Dans la seconde partie du VIIIe siècle, le roi Achaz de Juda (743-727) se trouve confronté à un afflux d’Israélites au moment de la chute du royaume du Nord (721), ce qui l’amène à agrandir la ville et à devoir garantir son approvisionnement hydraulique. Son fils Ézéchias (727-698) doit résister aux menaces de l’Assyrien Sennachérib qui déploie ses armées dans tout le pays. En 701 le roi fait creuser une voie d’amenée d’eau depuis Gihon jusqu’à un grand bassin dont le nom shiloé vient du verbe même ‘envoyer’ shalah (2 R 20,20). La source, disponible de l’extérieur sur le flanc oriental de la colline de l’Ophel est dissimulée (2 Ch 32,1-8), et l’approvisionnement en eau est assuré dans l’enceinte de Jérusalem. Le récit de ce creusement est alors gravé sur une portion de roche au-dessus de l’entrée (voir l’encadré).
Au IVe siècle, sous administration perse, nous savons par Néhémie que le réservoir est bien en activité : « Shallum, chef du district de Miçpa, refit le mur de la citerne de Siloé jouxtant le jardin du roi jusqu’aux escaliers qui descendent de la Cité de David. » (Ne 3,15)
Le tunnel cananéen. Le canal mesure 120 m. Il faut 10 minutes pour le traverser. Ce canal est étroit, éclairé et sec. Il a été creusé à l’époque du bronze moyen II (XVIIIe–XVIIe siècle av. J.-C.) par les Cananéens.
La liturgie célèbre l’Histoire
Dans les liturgies de la fête des Tentes, le lieu est mis particulièrement à l’honneur. C’est l’automne, le pays sort de plusieurs mois de sécheresse et appelle la pluie sur les terres. Des processions descendent du parvis du temple jusqu’à Siloé et remontent des jarres d’eau pour en faire des libations autour des autels. On évoque le Ps 104,10-13 : « Dans les ravins tu fais jaillir les sources, elles cheminent au milieu des montagnes. De tes chambres hautes (les réserves des nuages) tu abreuves les montagnes » ; et 118, 25.27 : « Donne, Seigneur, donne le Salut… le Seigneur est Dieu, il nous illumine. »

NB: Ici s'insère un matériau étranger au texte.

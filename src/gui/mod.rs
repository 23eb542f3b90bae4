// Main entry point for GUI module
pub mod app;
pub mod dialogs;
pub mod main_window;

pub use app::{LoopStats, event_loop, run, run_on};
pub use main_window::{MainWindow, WindowState};
// lib.rs for ageit-accounting
// The binary in src/main.rs is a thin wrapper over these modules.

pub mod config;
pub mod error;
pub mod gui;
pub mod logging;
pub mod toolkit;

pub use error::{AppError, AppResult};
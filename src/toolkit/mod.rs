//! The GUI capability the greeting window is written against.
//!
//! A [`Toolkit`] value is the display context: it is created once, handed by
//! reference to window construction, and disposed once when the event loop
//! ends. [`gtk::GtkToolkit`] talks to a real display server;
//! [`headless::HeadlessToolkit`] records everything in memory and replays
//! scripted input.

pub mod gtk;
pub mod headless;

use bitflags::bitflags;

use crate::config;
use crate::error::AppResult;

bitflags! {
    /// Icon and button set of a message dialog.
    #[derive(Debug, Clone, Copy, PartialEq, Eq, Hash)]
    pub struct MessageStyle: u32 {
        const ICON_ERROR = 0x0001;
        const ICON_INFORMATION = 0x0002;
        const ICON_QUESTION = 0x0004;
        const ICON_WARNING = 0x0008;
        const OK = 0x0020;
        const CANCEL = 0x0040;
        const YES = 0x0080;
        const NO = 0x0100;

        const ICONS = Self::ICON_ERROR.bits()
            | Self::ICON_INFORMATION.bits()
            | Self::ICON_QUESTION.bits()
            | Self::ICON_WARNING.bits();
        const BUTTONS = Self::OK.bits() | Self::CANCEL.bits() | Self::YES.bits() | Self::NO.bits();
    }
}

impl MessageStyle {
    /// The button part of the style.
    pub fn buttons(self) -> MessageStyle {
        self & MessageStyle::BUTTONS
    }

    /// True when the dialog can only be acknowledged.
    pub fn is_acknowledgement_only(self) -> bool {
        self.buttons() == MessageStyle::OK
    }
}

/// A modal message dialog request.
#[derive(Debug, Clone, PartialEq, Eq)]
pub struct MessageBox {
    pub style: MessageStyle,
    pub message: String,
}

impl MessageBox {
    pub fn new(style: MessageStyle, message: impl Into<String>) -> Self {
        Self {
            style,
            message: message.into(),
        }
    }
}

/// Grid layout hint applied to a window's content area.
#[derive(Debug, Clone, Copy, PartialEq, Eq)]
pub struct GridLayout {
    pub columns: u32,
    pub equal_width: bool,
}

impl GridLayout {
    pub fn new(columns: u32, equal_width: bool) -> Self {
        Self {
            columns: columns.max(1),
            equal_width,
        }
    }

    /// Row and column of the `index`-th child, filled row by row.
    pub fn cell(&self, index: u32) -> (u32, u32) {
        (index / self.columns, index % self.columns)
    }
}

impl Default for GridLayout {
    fn default() -> Self {
        Self::new(config::gui::GRID_COLUMNS, config::gui::GRID_EQUAL_WIDTH)
    }
}

/// Click callback stored on a button. Receives the display context and the
/// button's parent window and runs on the GUI thread.
pub type ClickHandler<T> = Box<dyn Fn(&T, &<T as Toolkit>::Window)>;

/// Display context plus the widget primitives the application needs.
///
/// Handles are cheap clones sharing one underlying context and are not
/// `Send`: everything happens on the thread that opened the context.
pub trait Toolkit: Clone + 'static {
    /// Handle to a top-level window.
    type Window: Clone + 'static;

    /// Create a hidden top-level window with the given title and layout.
    fn create_window(&self, title: &str, layout: GridLayout) -> AppResult<Self::Window>;

    /// Append a push button to the window's grid.
    fn add_button(
        &self,
        window: &Self::Window,
        label: &str,
        on_click: ClickHandler<Self>,
    ) -> AppResult<()>;

    /// Resize the window to the preferred size of its contents.
    fn pack(&self, window: &Self::Window) -> AppResult<()>;

    /// Make the window visible.
    fn open(&self, window: &Self::Window) -> AppResult<()>;

    /// Close the window as if the user had closed it.
    fn close(&self, window: &Self::Window);

    /// Whether the window has been destroyed.
    fn is_disposed(&self, window: &Self::Window) -> bool;

    /// Show a modal message dialog and wait until the user dismisses it.
    fn show_message(&self, parent: &Self::Window, message: &MessageBox) -> AppResult<()>;

    /// Dispatch one pending event. Returns false when nothing was pending.
    fn read_and_dispatch(&self) -> bool;

    /// Block until the next event arrives.
    fn sleep(&self) -> AppResult<()>;

    /// Release the display context. Repeated calls are no-ops.
    fn dispose(&self);

    /// Whether [`Toolkit::dispose`] has run.
    fn is_context_disposed(&self) -> bool;
}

Quand les Romains incendient la ville en 70 « le feu ravage toute la ville jusqu’à Siloé », rapporte Flavius Josèphe (Guerre VI,363). En 135 Hadrien y fera construire un sanctuaire aux nymphes de Jérusalem. Après cette date, en fonction du jeu des reconstructions, Siloé ne sera plus intramuros, mais en dehors de l’enceinte urbaine. Un témoignage, du pèlerin de Bordeaux en 333, mentionne une structure à quatre piliers, mais ce n’est qu’en 460 que l’impératrice Eudocie fait élever à ‘Jésus Illuminateur’ une basilique à trois nefs dont l’architecture, pour tenir compte du lieu saint, le bassin à ciel ouvert, et de la forte déclivité du terrain, est tout à fait originale : après un atrium de 20,5 m sur 6 m le narthex est un escalier de 16 marches qui aboutit au mur nord de la basilique soutenu par des piliers. En contrebas un autre escalier extérieur rejoint la piscine où l’on pouvait faire des ablutions et se baigner. Le pèlerin de Plaisance en 570 en témoigne : « On descend de nombreuses marches jusqu’à Siloé, et au-dessus de Siloé se trouve une grande basilique sous laquelle surgit l’eau de Siloé. » L’empereur Justinien (527-605) pratiqua des restaurations et ajouta à l’édifice une coupole, mais tout fut détruit par les Perses en 614, sauf le réservoir lui-même, car on attribuait à cette eau des vertus curatives. La maquette de la Jérusalem byzantine qui se trouve dans le domaine des Assomptionnistes de Saint-Pierre en Gallicante en donne une représentation très précise. Un document du XVe siècle mentionne la colonnade mais semble ignorer le bassin qui devait alors être comblé.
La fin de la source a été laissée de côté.